I don't know what it tests for....I just have the normal API saltwater master test kit.

Also, my fish look okay. Corals look great. I have 2 clowns, 1 firefish, and 1 yellow watchman. The 2 latter hide all the time. clowns seem okay though/

naterealbig
01/17/2012, 10:08 PM
OK. Yes, on some of the test kits I have had in the past, they definitely get darker the longer they sit. The trick is to read the test at exactly the time it says to on the test kit.

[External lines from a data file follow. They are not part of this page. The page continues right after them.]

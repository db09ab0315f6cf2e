//! Order admission configuration.

use chrono::NaiveTime;
use serde::{Deserialize, Serialize};

use crate::domain::order_execution::OrderValidator;

/// Order admission settings.
#[derive(Debug, Clone, PartialEq, Eq, Serialize, Deserialize)]
pub struct OrdersConfig {
    /// UTC time at which DAY orders expire.
    #[serde(default = "default_day_cutoff")]
    pub day_cutoff: NaiveTime,
}

impl Default for OrdersConfig {
    fn default() -> Self {
        Self {
            day_cutoff: default_day_cutoff(),
        }
    }
}

fn default_day_cutoff() -> NaiveTime {
    OrderValidator::default().day_cutoff()
}
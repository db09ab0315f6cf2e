//! Algorithmic scheduler configuration.

use std::time::Duration;

use serde::{Deserialize, Serialize};

use crate::application::SchedulerSettings;
use crate::domain::execution_tactics::{SliceRetryPolicy, VolumeProfile};

/// Scheduler settings.
#[derive(Debug, Clone, PartialEq, Serialize, Deserialize)]
pub struct SchedulerConfig {
    /// Upper bound on TWAP slices.
    #[serde(default = "default_twap_max_slices")]
    pub twap_max_slices: u32,
    /// Seconds between VWAP buckets.
    #[serde(default = "default_vwap_bucket_interval_seconds")]
    pub vwap_bucket_interval_seconds: u64,
    /// Default VWAP volume profile.
    #[serde(default)]
    pub volume_profile: VolumeProfile,
    /// Retry policy for transient slice failures.
    #[serde(default)]
    pub retry: SliceRetryPolicy,
}

impl Default for SchedulerConfig {
    fn default() -> Self {
        Self {
            twap_max_slices: default_twap_max_slices(),
            vwap_bucket_interval_seconds: default_vwap_bucket_interval_seconds(),
            volume_profile: VolumeProfile::default(),
            retry: SliceRetryPolicy::default(),
        }
    }
}

impl SchedulerConfig {
    /// Convert to scheduler settings.
    #[must_use]
    pub fn to_settings(&self) -> SchedulerSettings {
        SchedulerSettings {
            twap_max_slices: self.twap_max_slices,
            vwap_bucket_interval: Duration::from_secs(self.vwap_bucket_interval_seconds),
            default_profile: self.volume_profile.clone(),
            retry: self.retry.clone(),
        }
    }
}

const fn default_twap_max_slices() -> u32 {
    20
}

const fn default_vwap_bucket_interval_seconds() -> u64 {
    3600
}
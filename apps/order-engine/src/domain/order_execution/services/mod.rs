//! Order Execution Domain Services

mod fee_calculator;
mod matching;
mod order_state_machine;
mod validator;

pub use fee_calculator::{FeeCalculator, FeeSchedule};
pub use matching::{EvaluationPhase, Execution, OrderMatcher};
pub use order_state_machine::OrderStateMachine;
pub use validator::OrderValidator;
//! Raw order specification as submitted by a caller.

use rust_decimal::Decimal;
use serde::{Deserialize, Serialize};

use super::{OrderSide, OrderType, TimeInForce};
use crate::domain::shared::{OwnerId, Symbol};

/// Unvalidated order request.
///
/// Optional fields are interpreted according to `order_type`; the validator
/// turns a spec into an admitted order or a rejection.
#[derive(Debug, Clone, PartialEq, Eq, Serialize, Deserialize)]
pub struct OrderSpec {
    /// Owning account.
    pub owner: OwnerId,
    /// Trading pair.
    pub symbol: Symbol,
    /// Buy or sell.
    pub side: OrderSide,
    /// Submitted order type.
    #[serde(rename = "type", alias = "order_type")]
    pub order_type: OrderType,
    /// Requested quantity.
    pub quantity: Decimal,
    /// Limit price.
    #[serde(default, skip_serializing_if = "Option::is_none")]
    pub price: Option<Decimal>,
    /// Trigger price.
    #[serde(default, skip_serializing_if = "Option::is_none")]
    pub stop_price: Option<Decimal>,
    /// Trailing distance in price units.
    #[serde(default, skip_serializing_if = "Option::is_none")]
    pub trail_amount: Option<Decimal>,
    /// Trailing distance as a fraction of the reference price: `0.05` is a
    /// 5% trail. Must lie strictly between 0 and 1; a valid `trail_amount`
    /// wins when both are given.
    #[serde(default, skip_serializing_if = "Option::is_none")]
    pub trail_percent: Option<Decimal>,
    /// Time in force (GTC when absent).
    #[serde(default, skip_serializing_if = "Option::is_none")]
    pub time_in_force: Option<TimeInForce>,
    /// Iceberg visible peak.
    #[serde(default, skip_serializing_if = "Option::is_none")]
    pub visible_quantity: Option<Decimal>,
    /// TWAP duration recorded on algorithmic child orders.
    #[serde(default, skip_serializing_if = "Option::is_none")]
    pub twap_duration_minutes: Option<u32>,
}

impl OrderSpec {
    fn base(
        owner: OwnerId,
        symbol: Symbol,
        side: OrderSide,
        order_type: OrderType,
        quantity: Decimal,
    ) -> Self {
        Self {
            owner,
            symbol,
            side,
            order_type,
            quantity,
            price: None,
            stop_price: None,
            trail_amount: None,
            trail_percent: None,
            time_in_force: None,
            visible_quantity: None,
            twap_duration_minutes: None,
        }
    }

    /// Market order spec.
    #[must_use]
    pub fn market(
        owner: impl Into<OwnerId>,
        symbol: impl Into<Symbol>,
        side: OrderSide,
        quantity: Decimal,
    ) -> Self {
        Self::base(owner.into(), symbol.into(), side, OrderType::Market, quantity)
    }

    /// Limit order spec.
    #[must_use]
    pub fn limit(
        owner: impl Into<OwnerId>,
        symbol: impl Into<Symbol>,
        side: OrderSide,
        quantity: Decimal,
        price: Decimal,
    ) -> Self {
        let mut spec = Self::base(owner.into(), symbol.into(), side, OrderType::Limit, quantity);
        spec.price = Some(price);
        spec
    }

    /// Stop-loss order spec.
    #[must_use]
    pub fn stop_loss(
        owner: impl Into<OwnerId>,
        symbol: impl Into<Symbol>,
        side: OrderSide,
        quantity: Decimal,
        stop_price: Decimal,
    ) -> Self {
        let mut spec = Self::base(
            owner.into(),
            symbol.into(),
            side,
            OrderType::StopLoss,
            quantity,
        );
        spec.stop_price = Some(stop_price);
        spec
    }

    /// Set the time in force.
    #[must_use]
    pub const fn with_time_in_force(mut self, tif: TimeInForce) -> Self {
        self.time_in_force = Some(tif);
        self
    }
}
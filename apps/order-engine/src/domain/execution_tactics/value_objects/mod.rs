//! Execution Tactics Value Objects

mod retry_policy;
mod slices;
mod strategy;
mod twap_config;
mod volume_profile;

pub use retry_policy::{ExponentialBackoffCalculator, SliceRetryPolicy};
pub use slices::{TwapSlice, VwapSlice};
pub use strategy::{StrategyKind, StrategyStatus};
pub use twap_config::TwapConfig;
pub use volume_profile::{VolumeBucket, VolumeProfile};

There are 2 species of ammonia that your test kit is reading, which gives you the result of total ammonia (NH3 & NH4+). NH3 (ammonium) is the more toxic of the two; More can be found on ammonia in this article: http://reefkeeping.com/issues/2007-02/rhf/index.php

Bottom line? If the corals and fish look OK, I wouldn't worry about it. A water change would likely stress the animals more, and could potentially stir up more detritus, which is likely where the problem originated.

Best,

Nate

davocean
01/17/2012, 10:25 PM
In most situations a WC can only help, not hinder.
I would definitely be doing larger than normal WC's if I detected any amonia, and it is a good idea to do larger WC's and more often after a swap like that, especially if you disturbed and reused the sand bed.

excitedforfish
01/17/2012, 10:26 PM
Okay thank you. Will keep an eye on it.

anyone else want to give me advice :o)

Bluemon
01/18/2012, 12:22 AM
im pretty sure ammonia is more toxic than ammonium

b0bab0ey
01/18/2012, 12:30 AM
For now I would just keep an eye on your fish/corals and keep testing. If it is a mini-cycle then hopefully there's enough bacteria left living in your LR/sand to get the situation back under control. You also might want to go buy a bottle of Prime or Amquel to have on hand just in case things get ugly. Also, buy a Seachem Ammonia Alert Badge so you can continuously monitor your ammonia. Obviously you want to get back down to 0 ammonia but 0.25 isn't normally high enough to start killing stuff. If you hit 0.5 then start to panic.

rsl3
01/18/2012, 12:37 AM
If ammonia is high, make sure that when you do a water change that you strictly remove water, not a complete vacuum of the sandbed as you will be removing more bacteria which you do not want to do.

Curious George
01/18/2012, 06:47 AM
I would vacuum the top layer of the sand bed to remove detritus and step up the water changes. Adding two fish and reducing the size of the tank is likely to cause ammonia spikes. Removing some of the debris and increasing the frequency of the water changes will allow the good bacteria time to "catch up" to the increased bio-load.